##### DATA IN THIS EXERCISE #####
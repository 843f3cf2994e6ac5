//! Legacy JSON mode.
//!
//! Produces a compact JSON `StdSignDoc` with keys in sorted order. Struct
//! fields below are declared alphabetically; serde_json emits them in
//! declaration order.

use crate::domain::entities::{Coin, SignerData, TxData};
use crate::domain::errors::SigningError;
use crate::domain::sign_mode::SignMode;
use serde::Serialize;

#[derive(Debug, Serialize)]
struct StdCoin<'a> {
    amount: &'a str,
    denom: &'a str,
}

#[derive(Debug, Serialize)]
struct StdFee<'a> {
    amount: Vec<StdCoin<'a>>,
    gas: String,
    #[serde(skip_serializing_if = "is_blank")]
    granter: &'a str,
    #[serde(skip_serializing_if = "is_blank")]
    payer: &'a str,
}

#[derive(Debug, Serialize)]
struct StdMsg<'a> {
    #[serde(rename = "type")]
    type_url: &'a str,
    value: String,
}

#[derive(Debug, Serialize)]
struct StdSignDoc<'a> {
    account_number: String,
    chain_id: &'a str,
    fee: StdFee<'a>,
    memo: &'a str,
    msgs: Vec<StdMsg<'a>>,
    sequence: String,
    #[serde(skip_serializing_if = "Option::is_none")]
    timeout_height: Option<String>,
}

fn is_blank(s: &&str) -> bool {
    s.is_empty()
}

fn unsignable(reason: &str) -> SigningError {
    SigningError::Unsignable {
        mode: SignMode::LegacyAminoJson,
        reason: reason.to_string(),
    }
}

fn std_coins(coins: &[Coin]) -> Vec<StdCoin<'_>> {
    coins
        .iter()
        .map(|c| StdCoin {
            amount: &c.amount,
            denom: &c.denom,
        })
        .collect()
}

/// Sign-bytes for legacy JSON mode.
pub fn sign_bytes(data: &SignerData, tx: &TxData) -> Result<Vec<u8>, SigningError> {
    if tx.body_has_unknown_non_criticals {
        return Err(unsignable("body has unknown non-critical fields"));
    }
    if !tx.body.extension_options.is_empty() {
        return Err(unsignable("body has extension options"));
    }
    if !tx.body.non_critical_extension_options.is_empty() {
        return Err(unsignable("body has non-critical extension options"));
    }

    let fee = match &tx.auth_info.fee {
        Some(fee) => StdFee {
            amount: std_coins(&fee.amount),
            gas: fee.gas_limit.to_string(),
            granter: &fee.granter,
            payer: &fee.payer,
        },
        None => StdFee {
            amount: Vec::new(),
            gas: "0".to_string(),
            granter: "",
            payer: "",
        },
    };

    let doc = StdSignDoc {
        account_number: data.account_number.to_string(),
        chain_id: &data.chain_id,
        fee,
        memo: &tx.body.memo,
        msgs: tx
            .body
            .messages
            .iter()
            .map(|m| StdMsg {
                type_url: &m.type_url,
                value: hex::encode(&m.value),
            })
            .collect(),
        sequence: data.sequence.to_string(),
        timeout_height: (tx.body.timeout_height != 0).then(|| tx.body.timeout_height.to_string()),
    };

    serde_json::to_vec(&doc).map_err(|e| SigningError::Encode {
        what: "std sign doc",
        reason: e.to_string(),
    })
}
#####
# WHAT TO WORK ON
A verbatim copy of all the entries above is requested.

# SOLUTION TO THE PROBLEM
repository 843f3cf2994e6ac5
//! Legacy JSON mode.
//!
//! Produces a compact JSON `StdSignDoc` with keys in sorted order. Struct
//! fields below are declared alphabetically; serde_json emits them in
//! declaration order.

use crate::domain::entities::{Coin, SignerData, TxData};
use crate::domain::errors::SigningError;
use crate::domain::sign_mode::SignMode;
use serde::Serialize;

#[derive(Debug, Serialize)]
struct StdCoin<'a> {
    amount: &'a str,
    denom: &'a str,
}

#[derive(Debug, Serialize)]
struct StdFee<'a> {
    amount: Vec<StdCoin<'a>>,
    gas: String,
    #[serde(skip_serializing_if = "is_blank")]
    granter: &'a str,
    #[serde(skip_serializing_if = "is_blank")]
    payer: &'a str,
}

#[derive(Debug, Serialize)]
struct StdMsg<'a> {
    #[serde(rename = "type")]
    type_url: &'a str,
    value: String,
}

#[derive(Debug, Serialize)]
struct StdSignDoc<'a> {
    account_number: String,
    chain_id: &'a str,
    fee: StdFee<'a>,
    memo: &'a str,
    msgs: Vec<StdMsg<'a>>,
    sequence: String,
    #[serde(skip_serializing_if = "Option::is_none")]
    timeout_height: Option<String>,
}

fn is_blank(s: &&str) -> bool {
    s.is_empty()
}

fn unsignable(reason: &str) -> SigningError {
    SigningError::Unsignable {
        mode: SignMode::LegacyAminoJson,
        reason: reason.to_string(),
    }
}

fn std_coins(coins: &[Coin]) -> Vec<StdCoin<'_>> {
    coins
        .iter()
        .map(|c| StdCoin {
            amount: &c.amount,
            denom: &c.denom,
        })
        .collect()
}

/// Sign-bytes for legacy JSON mode.
pub fn sign_bytes(data: &SignerData, tx: &TxData) -> Result<Vec<u8>, SigningError> {
    if tx.body_has_unknown_non_criticals {
        return Err(unsignable("body has unknown non-critical fields"));
    }
    if !tx.body.extension_options.is_empty() {
        return Err(unsignable("body has extension options"));
    }
    if !tx.body.non_critical_extension_options.is_empty() {
        return Err(unsignable("body has non-critical extension options"));
    }

    let fee = match &tx.auth_info.fee {
        Some(fee) => StdFee {
            amount: std_coins(&fee.amount),
            gas: fee.gas_limit.to_string(),
            granter: &fee.granter,
            payer: &fee.payer,
        },
        None => StdFee {
            amount: Vec::new(),
            gas: "0".to_string(),
            granter: "",
            payer: "",
        },
    };

    let doc = StdSignDoc {
        account_number: data.account_number.to_string(),
        chain_id: &data.chain_id,
        fee,
        memo: &tx.body.memo,
        msgs: tx
            .body
            .messages
            .iter()
            .map(|m| StdMsg {
                type_url: &m.type_url,
                value: hex::encode(&m.value),
            })
            .collect(),
        sequence: data.sequence.to_string(),
        timeout_height: (tx.body.timeout_height != 0).then(|| tx.body.timeout_height.to_string()),
    };

    serde_json::to_vec(&doc).map_err(|e| SigningError::Encode {
        what: "std sign doc",
        reason: e.to_string(),
    })
}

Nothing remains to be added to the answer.